Proof Before Perfection
Today’s eVTOL aircraft feel a lot like that brick.
Companies like Joby Aviation, Archer Aviation, and Beta Technologies have raised billions to bring vertical flight to market. Certification is still pending. Infrastructure is limited. Range remains constrained.
You won’t commute in one tomorrow morning.
But they do fly!
They lift vertically, transition smoothly, and land with precision. The engineering works. The physics works.
First-generation technology doesn’t need to be perfect. It just needs to prove what’s possible.
The Pattern Is Familiar
The brick phone wasn’t the destination. It was the first signal the system was changing.
Hardware improved. Batteries evolved. Networks grew. And software followed suit.
When Steve Jobs introduced the iPhone in 2007, he wasn’t improving the brick - he introduced a new platform.
Communication became computing. Computing became culture. And the economy became obsessed with attention.
No one holding the brick could see what was to come. But the trajectory had already begun.
Aviation’s Inflection
Private aviation works, but access is limited. Incredible machines exist, yet the market remains narrow.
What changes next isn’t just better aircraft. It’s the system: electrification, broader access, and eventually autonomy.
And like every major shift in aerospace, adoption begins at the edge, in military and defense.
New flight technologies typically prove themselves in high-stakes environments first. Vertical flight itself followed this path decades ago, moving from military VTOL programs into civilian helicopters.
Today’s transition is no different.
Recent conflicts have accelerated the shift.
Low-cost drones, electrified aircraft, and autonomous systems are already reshaping the economics of airpower - demonstrating precision, scalability, and radically lower operating costs.
Commercial aviation tends to follow once the technology proves reliable.
Civilian markets, however, move at regulatory speed.

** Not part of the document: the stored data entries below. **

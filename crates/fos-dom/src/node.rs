//! DOM Node
//!
//! Nodes link to each other through `NodeId`s into the tree arena instead of
//! pointers, so a node can be detached and re-inserted without reallocation.

use crate::NodeId;

/// DOM Node - Core structure
#[derive(Debug)]
pub struct Node {
    /// Parent node (NONE if detached or root)
    pub parent: NodeId,
    /// First child
    pub first_child: NodeId,
    /// Last child (for O(1) append)
    pub last_child: NodeId,
    /// Previous sibling
    pub prev_sibling: NodeId,
    /// Next sibling
    pub next_sibling: NodeId,
    /// Node-specific data
    pub data: NodeData,
}

impl Node {
    fn with_data(data: NodeData) -> Self {
        Self {
            parent: NodeId::NONE,
            first_child: NodeId::NONE,
            last_child: NodeId::NONE,
            prev_sibling: NodeId::NONE,
            next_sibling: NodeId::NONE,
            data,
        }
    }

    /// Create a new element node
    pub fn element(tag: &str) -> Self {
        Self::with_data(NodeData::Element(ElementData::new(tag)))
    }

    /// Create a new text node
    pub fn text(content: String) -> Self {
        Self::with_data(NodeData::Text(content))
    }

    /// Create a document node
    pub fn document() -> Self {
        Self::with_data(NodeData::Document)
    }

    /// Check if this is an element
    #[inline]
    pub fn is_element(&self) -> bool {
        matches!(self.data, NodeData::Element(_))
    }

    /// Whether this node may hold children
    #[inline]
    pub fn is_container(&self) -> bool {
        matches!(self.data, NodeData::Element(_) | NodeData::Document)
    }

    /// Get element data if this is an element
    #[inline]
    pub fn as_element(&self) -> Option<&ElementData> {
        match &self.data {
            NodeData::Element(e) => Some(e),
            _ => None,
        }
    }

    /// Get mutable element data
    #[inline]
    pub fn as_element_mut(&mut self) -> Option<&mut ElementData> {
        match &mut self.data {
            NodeData::Element(e) => Some(e),
            _ => None,
        }
    }

    /// Get text content if this is a text node
    #[inline]
    pub fn as_text(&self) -> Option<&str> {
        match &self.data {
            NodeData::Text(t) => Some(t),
            _ => None,
        }
    }
}

/// Node-specific data
#[derive(Debug)]
pub enum NodeData {
    /// Document root
    Document,
    /// Element
    Element(ElementData),
    /// Text content
    Text(String),
    /// Comment
    Comment(String),
}

/// Element-specific data
#[derive(Debug, Clone)]
pub struct ElementData {
    /// Lowercased tag name
    pub tag: String,
    /// Attributes in insertion order
    pub attrs: Vec<Attribute>,
}

impl ElementData {
    pub fn new(tag: &str) -> Self {
        Self {
            tag: tag.to_ascii_lowercase(),
            attrs: Vec::new(),
        }
    }

    /// Get an attribute value
    pub fn get_attr(&self, name: &str) -> Option<&str> {
        self.attrs
            .iter()
            .find(|a| a.name == name)
            .map(|a| a.value.as_str())
    }

    /// Check for an attribute regardless of its value
    pub fn has_attr(&self, name: &str) -> bool {
        self.attrs.iter().any(|a| a.name == name)
    }

    /// Set an attribute, returning the previous value
    pub fn set_attr(&mut self, name: &str, value: &str) -> Option<String> {
        if let Some(attr) = self.attrs.iter_mut().find(|a| a.name == name) {
            return Some(std::mem::replace(&mut attr.value, value.to_string()));
        }
        self.attrs.push(Attribute {
            name: name.to_string(),
            value: value.to_string(),
        });
        None
    }

    /// Remove an attribute, returning its value if it was present
    pub fn remove_attr(&mut self, name: &str) -> Option<String> {
        let idx = self.attrs.iter().position(|a| a.name == name)?;
        Some(self.attrs.remove(idx).value)
    }
}

/// Attribute
#[derive(Debug, Clone, PartialEq, Eq)]
pub struct Attribute {
    pub name: String,
    pub value: String,
}

#[cfg(test)]
mod tests {
    use super::*;

    #[test]
    fn test_set_attr_returns_previous() {
        let mut elem = ElementData::new("DIV");
        assert_eq!(elem.tag, "div");

        assert_eq!(elem.set_attr("controller", "a"), None);
        assert_eq!(elem.set_attr("controller", "b"), Some("a".to_string()));
        assert_eq!(elem.get_attr("controller"), Some("b"));
        assert_eq!(elem.attrs.len(), 1);
    }

    #[test]
    fn test_remove_attr() {
        let mut elem = ElementData::new("span");
        elem.set_attr("id", "x");

        assert_eq!(elem.remove_attr("id"), Some("x".to_string()));
        assert_eq!(elem.remove_attr("id"), None);
        assert!(!elem.has_attr("id"));
    }

    #[test]
    fn test_empty_value_is_present() {
        let mut elem = ElementData::new("span");
        elem.set_attr("controller", "");

        assert!(elem.has_attr("controller"));
        assert_eq!(elem.get_attr("controller"), Some(""));
    }
}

Certification is the gate.
The FAA created a new “powered-lift” category and is working with manufacturers to bring passenger eVTOLs to market, yet approval in the US is unlikely before 2027.
Progress is unevenly distributed.
Joby Aviation appears furthest along, now in late-stage FAA testing.
Beta Technologies is pursuing a practical cargo-first approach that could land product-market-fit faster.
Archer, Eve, and others remain earlier in the compliance process.
The timeline is longer than early hype suggested.
But the direction is not in question.
Slowly, Then All At Once
Aviation moves at safety speed. Certification takes repetitions. Infrastructure takes time.
Revolutions rarely announce themselves early. They appear awkward. Expensive. Underwhelming.
Then they compound.
Today’s aircraft are not the “iPhone” of flight.
They are the brick.
Heavy with possibility. Imperfect by design. And essential for belief.
Slowly, then all at once.
Disclosure: This is not financial advice.